#### Information given
● ● ●
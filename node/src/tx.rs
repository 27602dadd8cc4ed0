//! Transaction envelope, message routing and delivery responses.
//!
//! A transaction is JSON:
//!
//! ```json
//! { "signer": "certik1...", "msgs": [ { "type": "gov/MsgVote", "value": { "proposal_id": 1, ... } } ] }
//! ```
//!
//! The part of `type` before the slash picks the module route; the rest
//! names the message within that module. Every message must be signed by
//! the declared `signer`.

use serde::{Deserialize, Serialize};

use shentu_bank::{BankError, MsgSend};
use shentu_governance::{GovError, GovMsg};
use shentu_types::{AccAddress, Event};

use crate::NodeError;

pub const CODE_OK: u32 = 0;
pub const CODE_INTERNAL: u32 = 1;
pub const CODE_TX_DECODE: u32 = 2;
pub const CODE_UNAUTHORIZED: u32 = 4;
pub const CODE_INSUFFICIENT_FUNDS: u32 = 5;
pub const CODE_UNKNOWN_REQUEST: u32 = 6;
pub const CODE_INVALID_REQUEST: u32 = 18;

/// One message as it appears on the wire.
#[derive(Clone, Debug, PartialEq, Serialize, Deserialize)]
pub struct RawMsg {
    #[serde(rename = "type")]
    pub kind: String,
    #[serde(default)]
    pub value: serde_json::Value,
}

#[derive(Clone, Debug, PartialEq, Serialize, Deserialize)]
pub struct Tx {
    #[serde(default)]
    pub signer: Option<AccAddress>,
    pub msgs: Vec<RawMsg>,
}

/// A decoded message, tagged by the module that handles it.
#[derive(Clone, Debug, PartialEq, Eq)]
pub enum Msg {
    Bank(MsgSend),
    Gov(GovMsg),
}

impl Msg {
    pub fn decode(raw: &RawMsg) -> Result<Self, NodeError> {
        let (route, name) = raw
            .kind
            .split_once('/')
            .ok_or_else(|| NodeError::TxDecode(format!("message type {:?} has no route", raw.kind)))?;
        match route {
            shentu_governance::msgs::ROUTE => {
                Ok(Self::Gov(GovMsg::from_json(name, raw.value.clone())?))
            }
            shentu_bank::MODULE_NAME => match name {
                "MsgSend" => serde_json::from_value(raw.value.clone())
                    .map(Self::Bank)
                    .map_err(|e| NodeError::TxDecode(format!("{}: {e}", raw.kind))),
                other => Err(NodeError::UnknownRequest(format!(
                    "unrecognized bank message type: {route}/{other}"
                ))),
            },
            other => Err(NodeError::UnknownRequest(format!(
                "unrecognized message route: {other}"
            ))),
        }
    }

    pub fn type_url(&self) -> String {
        match self {
            Self::Bank(_) => format!("{}/MsgSend", shentu_bank::MODULE_NAME),
            Self::Gov(m) => format!("{}/{}", shentu_governance::msgs::ROUTE, m.type_name()),
        }
    }

    pub fn signer(&self) -> AccAddress {
        match self {
            Self::Bank(m) => m.from_address,
            Self::Gov(m) => m.signer(),
        }
    }

    pub fn validate_basic(&self) -> Result<(), NodeError> {
        match self {
            Self::Bank(m) => Ok(m.validate_basic()?),
            Self::Gov(m) => Ok(m.validate_basic()?),
        }
    }
}

/// Decode raw transaction bytes into their messages, checking that each
/// one is signed by the transaction's signer.
pub fn decode_tx(bytes: &[u8]) -> Result<Vec<Msg>, NodeError> {
    let tx: Tx = serde_json::from_slice(bytes).map_err(|e| NodeError::TxDecode(e.to_string()))?;
    if tx.msgs.is_empty() {
        return Err(NodeError::TxDecode("transaction has no messages".to_string()));
    }
    let msgs = tx.msgs.iter().map(Msg::decode).collect::<Result<Vec<_>, _>>()?;

    let signer = tx
        .signer
        .ok_or_else(|| NodeError::Unauthorized("transaction declares no signer".to_string()))?;
    for msg in &msgs {
        if msg.signer() != signer {
            return Err(NodeError::Unauthorized(format!(
                "{} must be signed by {}, transaction is signed by {signer}",
                msg.type_url(),
                msg.signer()
            )));
        }
    }
    Ok(msgs)
}

/// Result of delivering one transaction.
#[derive(Clone, Debug, PartialEq, Eq, Serialize, Deserialize)]
pub struct TxResponse {
    pub code: u32,
    pub codespace: String,
    pub log: String,
    #[serde(with = "hex::serde")]
    pub data: Vec<u8>,
    pub events: Vec<Event>,
    pub tx_hash: String,
}

impl TxResponse {
    pub fn is_ok(&self) -> bool {
        self.code == CODE_OK
    }

    pub fn failed(err: &NodeError, tx_hash: String) -> Self {
        let (codespace, code) = error_code(err);
        Self {
            code,
            codespace: codespace.to_string(),
            log: err.to_string(),
            data: Vec::new(),
            events: Vec::new(),
            tx_hash,
        }
    }
}

/// Codespace and code reported for a failed transaction.
pub fn error_code(err: &NodeError) -> (&'static str, u32) {
    match err {
        NodeError::TxDecode(_) => ("sdk", CODE_TX_DECODE),
        NodeError::Unauthorized(_)
        | NodeError::Bank(BankError::ModuleAccount(_))
        | NodeError::Governance(GovError::Bank(BankError::ModuleAccount(_))) => {
            ("sdk", CODE_UNAUTHORIZED)
        }
        NodeError::UnknownRequest(_) | NodeError::Governance(GovError::UnknownRequest(_)) => {
            ("sdk", CODE_UNKNOWN_REQUEST)
        }
        NodeError::Bank(BankError::InsufficientFunds { .. })
        | NodeError::Governance(GovError::Bank(BankError::InsufficientFunds { .. }))
        | NodeError::Governance(GovError::InsufficientInitialDeposit { .. }) => {
            ("sdk", CODE_INSUFFICIENT_FUNDS)
        }
        NodeError::Governance(GovError::Cert(_)) => (shentu_cert::MODULE_NAME, CODE_INVALID_REQUEST),
        NodeError::Governance(GovError::Upgrade(_)) => {
            (shentu_upgrade::MODULE_NAME, CODE_INVALID_REQUEST)
        }
        NodeError::Governance(GovError::Store(_)) | NodeError::Store(_) => ("sdk", CODE_INTERNAL),
        NodeError::Governance(_) => (shentu_governance::MODULE_NAME, CODE_INVALID_REQUEST),
        NodeError::Bank(_) => (shentu_bank::MODULE_NAME, CODE_INVALID_REQUEST),
        _ => ("sdk", CODE_INTERNAL),
    }
}

#[cfg(test)]
mod tests {
    use super::*;
    use serde_json::json;

    fn addr(seed: u8) -> String {
        AccAddress::new([seed; 20]).to_string()
    }

    fn bytes(value: serde_json::Value) -> Vec<u8> {
        serde_json::to_vec(&value).unwrap()
    }

    #[test]
    fn decodes_routes() {
        let msgs = decode_tx(&bytes(json!({
            "signer": addr(1),
            "msgs": [
                { "type": "gov/MsgVote", "value": { "proposal_id": 1, "voter": addr(1), "option": "No" } },
                { "type": "bank/MsgSend", "value": {
                    "from_address": addr(1),
                    "to_address": addr(2),
                    "amount": [{ "denom": "uctk", "amount": 5 }]
                } }
            ]
        })))
        .unwrap();
        assert_eq!(msgs.len(), 2);
        assert_eq!(msgs[0].type_url(), "gov/MsgVote");
        assert_eq!(msgs[1].type_url(), "bank/MsgSend");
        assert_eq!(msgs[1].signer(), AccAddress::new([1; 20]));
    }

    #[test]
    fn messages_must_match_declared_signer() {
        let vote = json!({ "type": "gov/MsgVote", "value": { "proposal_id": 1, "voter": addr(1), "option": "Yes" } });

        let err = decode_tx(&bytes(json!({ "msgs": [vote.clone()] }))).unwrap_err();
        assert_eq!(error_code(&err), ("sdk", CODE_UNAUTHORIZED));

        let err = decode_tx(&bytes(json!({ "signer": addr(2), "msgs": [vote.clone()] })))
            .unwrap_err();
        assert!(matches!(err, NodeError::Unauthorized(_)));
        assert!(err.to_string().contains("gov/MsgVote must be signed by"));

        assert!(decode_tx(&bytes(json!({ "signer": addr(1), "msgs": [vote] }))).is_ok());
    }

    #[test]
    fn unknown_gov_type_is_unknown_request() {
        let err = decode_tx(&bytes(json!({ "msgs": [{ "type": "gov/MsgBogus", "value": {} }] })))
            .unwrap_err();
        assert_eq!(error_code(&err), ("sdk", CODE_UNKNOWN_REQUEST));
        assert!(err.to_string().contains("unrecognized gov message type: gov/MsgBogus"));
    }

    #[test]
    fn unknown_route_is_unknown_request() {
        let err = decode_tx(&bytes(json!({ "msgs": [{ "type": "staking/MsgDelegate" }] })))
            .unwrap_err();
        assert!(matches!(err, NodeError::UnknownRequest(_)));
    }

    #[test]
    fn malformed_envelopes_fail_to_decode() {
        let cases: [&[u8]; 3] = [
            b"not json",
            br#"{"msgs":[]}"#,
            br#"{"msgs":[{"type":"MsgVote"}]}"#,
        ];
        for raw in cases {
            let err = decode_tx(raw).unwrap_err();
            assert_eq!(error_code(&err).1, CODE_TX_DECODE, "{err}");
        }
    }

    #[test]
    fn failed_response_carries_log() {
        let err = NodeError::Governance(GovError::InsufficientInitialDeposit {
            initial: 1,
            minimum: 2,
        });
        let res = TxResponse::failed(&err, "ab".to_string());
        assert!(!res.is_ok());
        assert_eq!(res.code, CODE_INSUFFICIENT_FUNDS);
        assert!(res.log.ends_with("insufficient initial deposits amount: 1, minimum: 2"));
    }
}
● ● ●
#### Work item
Find every line in the records that uses the string "BankError", then copy it.

#### Solution to this problem
use shentu_bank::{BankError, MsgSend};
        | NodeError::Bank(BankError::ModuleAccount(_))
        | NodeError::Governance(GovError::Bank(BankError::ModuleAccount(_))) => {
        NodeError::Bank(BankError::InsufficientFunds { .. })
        | NodeError::Governance(GovError::Bank(BankError::InsufficientFunds { .. }))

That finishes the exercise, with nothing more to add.